Maximize \int^{\infty}_{- \infty} F (x, \bar{x}, k)
  dx with respect to both \bar{x} and k, where

F (x, \bar{x}, k) = \left\{ \begin{array}{ll}
       f_m (x, \bar{x}, k) {,}& f_s (x) \leqslant f_m (x, \bar{x}, k)\\
       I (f_m), & f_s (x) > f_m (x, \bar{x}, k)
     \end{array} \right\} where I is a function, typically

less than 0, that varies depending on the exact implementation. Note

that 0.5 < k \leqslant 1 (as per Theorem 4), and the range of

\bar{x} is limited by the contaminated sample.


	
Using the values of

\bar{x} and k from step 4, derive the

score function as follows:

{\operatorname{score}} (x_{\operatorname{reputable}}) = \left\{ \begin{array}{ll}
       1 {,}& f_m (x, \bar{x}, k) \geqslant f_s (x)\\
       \frac{f_m (x, \bar{x}, k)}{f_s (x)} & f_m (x, \bar{x}, k) < f_x (x)
     \end{array} \right\}

The score function for disreputable nodes is similar, but uses a weighted balance between {\operatorname{score}} (x_{\operatorname{reputable}}) and a version of {\operatorname{score}} (x_{\operatorname{reputable}}) that uses f_{s_w} instead of f_s.

The score functions are later used to augment the reputability of a

node based on its reports.




An Implementation Thereof

// todo, put more here, but basically:

	
While my educated guess for an optimum bandwith for a normally

distributed sample is \frac{\sigma}{e}, by no means was a

rigorous study of the accuracy of the final results with various

bandwiths performed.


	
The Implementation function I that seemed to work best, based on

my tests involving generalized contaminated populations (I’ll

provide the R code I used at some point, when I’m less trying to get

to bed ASAP, but basically I plugged the function [normal

model*proportion of good nodes + some attacking normal model (with

a different \mu and \sigma) * proportion of attacking nodes] in for f_s in the

above steps), was I (f_m) = - \frac{ef_m + 1}{e + 1}


	
While my results were satisfactory enough for me to write up the

report and publish it, my tests included numerous instances where

terrible values for \bar{x} and k were chosen. However, I’m

convinced these were due to limitations in the heuristic

optimization algorithm in R’s stats library rather than failings of

the sifting model per se.




The Voting Process

The voting process, or alternatively voting cycle, must be broken down

into three distinct steps.

	
Vote, where nodes announce the times at which they observed all

meaningful messages they received over the previous block of time.


	
Sharing of Registries, where nodes announce the list of votes they

think are valid and were cast within the acceptable voting period.


	
Chorus of Consensus, where the network finalizes the block to be

added to the chain with a majority of the reputable blocks reaching

the exact same conclusion independently.




The initation step, not listed, is just that the predefined amount of

time has passed since the second to last voting cycle. The timestamp for

a given voting cycle is defined as the mean of the timestamps of the

votes from that cycle that were included as valid votes.

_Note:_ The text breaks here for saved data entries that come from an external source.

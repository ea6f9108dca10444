pub(crate) mod archive_repository;
pub(crate) mod comment_repository;
pub mod in_memory;
pub(crate) mod post_repository;

use async_trait::async_trait;
use chrono::{DateTime, Utc};
use sqlx::PgPool;

use crate::{
	domain::{archive::Archive, comment::Comment, post::Post},
	services::response::ServiceError,
};

pub use self::in_memory::InMemoryStore;

/// Live threads. Reads return posts with their comments, oldest comment first.
#[async_trait]
pub trait TPostRepository: Send + Sync {
	/// Persists a new post and returns it with its assigned id.
	async fn add(
		&self,
		post: Post,
	) -> Result<Post, ServiceError>;
	async fn get(
		&self,
		id: i64,
	) -> Result<Post, ServiceError>;
	async fn list(&self) -> Result<Vec<Post>, ServiceError>;
	async fn list_by_author(
		&self,
		author_id: &str,
	) -> Result<Vec<Post>, ServiceError>;
	/// Sets `expires_at` to the later of the stored value and `expires_at`,
	/// returning what is stored afterwards. Never moves the deadline backwards.
	async fn extend_expiration(
		&self,
		id: i64,
		expires_at: DateTime<Utc>,
	) -> Result<DateTime<Utc>, ServiceError>;
	async fn rename_author(
		&self,
		author_id: &str,
		author_name: &str,
	) -> Result<u64, ServiceError>;
	/// Deletes the comments, then the post. Two separate steps, not one unit.
	async fn delete(
		&self,
		id: i64,
	) -> Result<(), ServiceError>;
	/// Deletes the post and its comments as one unit, but only while it still
	/// has exactly `comment_count` comments. `Ok(false)` means it gained a
	/// comment since it was read and nothing was deleted.
	async fn delete_if_unchanged(
		&self,
		id: i64,
		comment_count: usize,
	) -> Result<bool, ServiceError>;
}

#[async_trait]
pub trait TCommentRepository: Send + Sync {
	async fn add(
		&self,
		comment: Comment,
	) -> Result<Comment, ServiceError>;
	async fn get(
		&self,
		id: i64,
	) -> Result<Comment, ServiceError>;
	async fn list_by_post(
		&self,
		post_id: i64,
	) -> Result<Vec<Comment>, ServiceError>;
	async fn list_replies(
		&self,
		comment_id: i64,
	) -> Result<Vec<Comment>, ServiceError>;
	async fn list_by_author(
		&self,
		author_id: &str,
	) -> Result<Vec<Comment>, ServiceError>;
	async fn rename_author(
		&self,
		author_id: &str,
		author_name: &str,
	) -> Result<u64, ServiceError>;
}

#[async_trait]
pub trait TArchiveRepository: Send + Sync {
	/// Moves `post` and its comments into the archive as one unit: either every
	/// [`ArchiveStep`] is applied or none is.
	async fn archive(
		&self,
		post: &Post,
		archived_at: DateTime<Utc>,
	) -> Result<Archive, ServiceError>;
	async fn list(&self) -> Result<Vec<Archive>, ServiceError>;
	async fn get(
		&self,
		id: i64,
	) -> Result<Archive, ServiceError>;
}

/// The sub-steps of an archive move, in execution order.
#[derive(Clone, Copy, PartialEq, Eq, Debug)]
pub enum ArchiveStep {
	InsertArchivedPost,
	InsertArchivedComments,
	DeleteLiveComments,
	DeleteLivePost,
}

impl ArchiveStep {
	pub const ALL: [ArchiveStep; 4] = [
		ArchiveStep::InsertArchivedPost,
		ArchiveStep::InsertArchivedComments,
		ArchiveStep::DeleteLiveComments,
		ArchiveStep::DeleteLivePost,
	];

	pub fn as_str(&self) -> &'static str {
		match self {
			ArchiveStep::InsertArchivedPost => "insert_archived_post",
			ArchiveStep::InsertArchivedComments => "insert_archived_comments",
			ArchiveStep::DeleteLiveComments => "delete_live_comments",
			ArchiveStep::DeleteLivePost => "delete_live_post",
		}
	}

	pub(crate) fn fail(
		self,
		reason: impl ToString,
	) -> ServiceError {
		ServiceError::TransactionError {
			step: self.as_str(),
			reason: reason.to_string(),
		}
	}
}

/// Postgres-backed implementation of every repository trait.
#[derive(Clone)]
pub struct SqlRepository {
	pub(crate) pool: PgPool,
}

impl SqlRepository {
	pub fn new(pool: PgPool) -> Self {
		Self { pool }
	}
}
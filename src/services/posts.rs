use std::sync::Arc;

use crate::{
	adapters::repositories::TPostRepository,
	common::clock::Clock,
	domain::{commands::CreatePost, post::Post},
	services::response::ServiceError,
};

#[derive(Clone)]
pub struct PostService {
	posts: Arc<dyn TPostRepository>,
	clock: Arc<dyn Clock>,
}

impl PostService {
	pub fn new(
		posts: Arc<dyn TPostRepository>,
		clock: Arc<dyn Clock>,
	) -> Self {
		Self { posts, clock }
	}

	pub async fn create_post(
		&self,
		cmd: CreatePost,
	) -> Result<Post, ServiceError> {
		let post = Post::new(cmd, self.clock.now())?;
		let post = self.posts.add(post).await?;
		tracing::info!(post_id = post.id, author_id = %post.author_id, expires_at = %post.expires_at, "post created");
		Ok(post)
	}

	pub async fn get_post(
		&self,
		id: i64,
	) -> Result<Post, ServiceError> {
		self.posts.get(id).await
	}

	pub async fn list_posts(&self) -> Result<Vec<Post>, ServiceError> {
		self.posts.list().await
	}

	pub async fn list_by_author(
		&self,
		author_id: &str,
	) -> Result<Vec<Post>, ServiceError> {
		self.posts.list_by_author(author_id).await
	}

	/// Removes the post and its comments without archiving them.
	pub async fn delete_post(
		&self,
		id: i64,
	) -> Result<(), ServiceError> {
		self.posts.delete(id).await.map_err(|err| {
			if let ServiceError::PartialCascade(_) = err {
				tracing::error!(post_id = id, "{}", err);
			}
			err
		})?;
		tracing::info!(post_id = id, "post deleted");
		Ok(())
	}
}

#[cfg(test)]
mod test {
	use std::sync::Arc;

	use chrono::{Duration, TimeZone, Utc};

	use super::PostService;
	use crate::{
		adapters::repositories::{InMemoryStore, TPostRepository},
		common::clock::ManualClock,
		domain::commands::CreatePost,
		services::response::ServiceError,
	};

	fn command(
		title: &str,
		content: &str,
	) -> CreatePost {
		CreatePost {
			title: title.into(),
			content: content.into(),
			author_id: "sid".into(),
			author_name: "Alice".into(),
			image_url: Some("/images/posts/a.png".into()),
		}
	}

	#[tokio::test]
	async fn test_create_post_sets_ten_minute_ttl() {
		let start = Utc.with_ymd_and_hms(2024, 5, 1, 9, 0, 0).unwrap();
		let store = InMemoryStore::new();
		let service = PostService::new(Arc::new(store.clone()), Arc::new(ManualClock::new(start)));

		let post = service.create_post(command("T", "C")).await.unwrap();
		assert!(post.id > 0);
		assert_eq!(post.created_at, start);
		assert_eq!(post.expires_at, start + Duration::minutes(10));
		assert_eq!(service.get_post(post.id).await.unwrap(), post);
	}

	#[tokio::test]
	async fn test_invalid_post_is_never_stored() {
		let store = InMemoryStore::new();
		let service = PostService::new(Arc::new(store.clone()), Arc::new(ManualClock::new(Utc::now())));

		for (title, content) in [("", "C"), ("T", ""), ("", "")] {
			let err = service.create_post(command(title, content)).await.unwrap_err();
			assert!(matches!(err, ServiceError::ValidationError(_)));
		}
		assert!(store.list().await.unwrap().is_empty());
	}

	#[tokio::test]
	async fn test_list_by_author_only_returns_own_posts() {
		let store = InMemoryStore::new();
		let service = PostService::new(Arc::new(store), Arc::new(ManualClock::new(Utc::now())));
		service.create_post(command("mine", "C")).await.unwrap();
		service
			.create_post(CreatePost {
				author_id: "other".into(),
				..command("theirs", "C")
			})
			.await
			.unwrap();

		let mine = service.list_by_author("sid").await.unwrap();
		assert_eq!(mine.len(), 1);
		assert_eq!(mine[0].title, "mine");
		assert_eq!(service.list_posts().await.unwrap().len(), 2);
	}

	#[tokio::test]
	async fn test_delete_missing_post_is_not_found() {
		let service = PostService::new(Arc::new(InMemoryStore::new()), Arc::new(ManualClock::new(Utc::now())));
		assert!(service.delete_post(42).await.unwrap_err().is_not_found());
	}
}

The summary step, also not listed, is simply one or more altruistic

nodes revealing the solution that consensus was reached upon. This is

done for posterity, simplicity, and validation.

The Vote

//todo fill this out when I’m not rushing to bed

The Sharing of Registries

Wow this is going to be kinda hard to explain without explaining the

vote. The votes all happen in a window of time, but everybody’s

perception of that window is relative to their clock. So when the last

votes are coming in, some nodes might think that they’re on time but

others might not. Pretty simple concept. While the majority of this

problem is solved with intelligent error acceptance, creating the window

that I just suddenly started talking about, there’s a slight hiccup.

If even just ONE node sends a poorly/aptly (depending on your

perspective) timed vote (as in one just shortly after the window closes,

from the perspective of the nodes who think it closes first), then there

will be a massive disagreement on whether or not to include the vote in

the contaminated sample that is plugged into the sifting model defined

in section 2.1. As a result, they won’t be able to independently reach

the same conclusion, ruining the consensus.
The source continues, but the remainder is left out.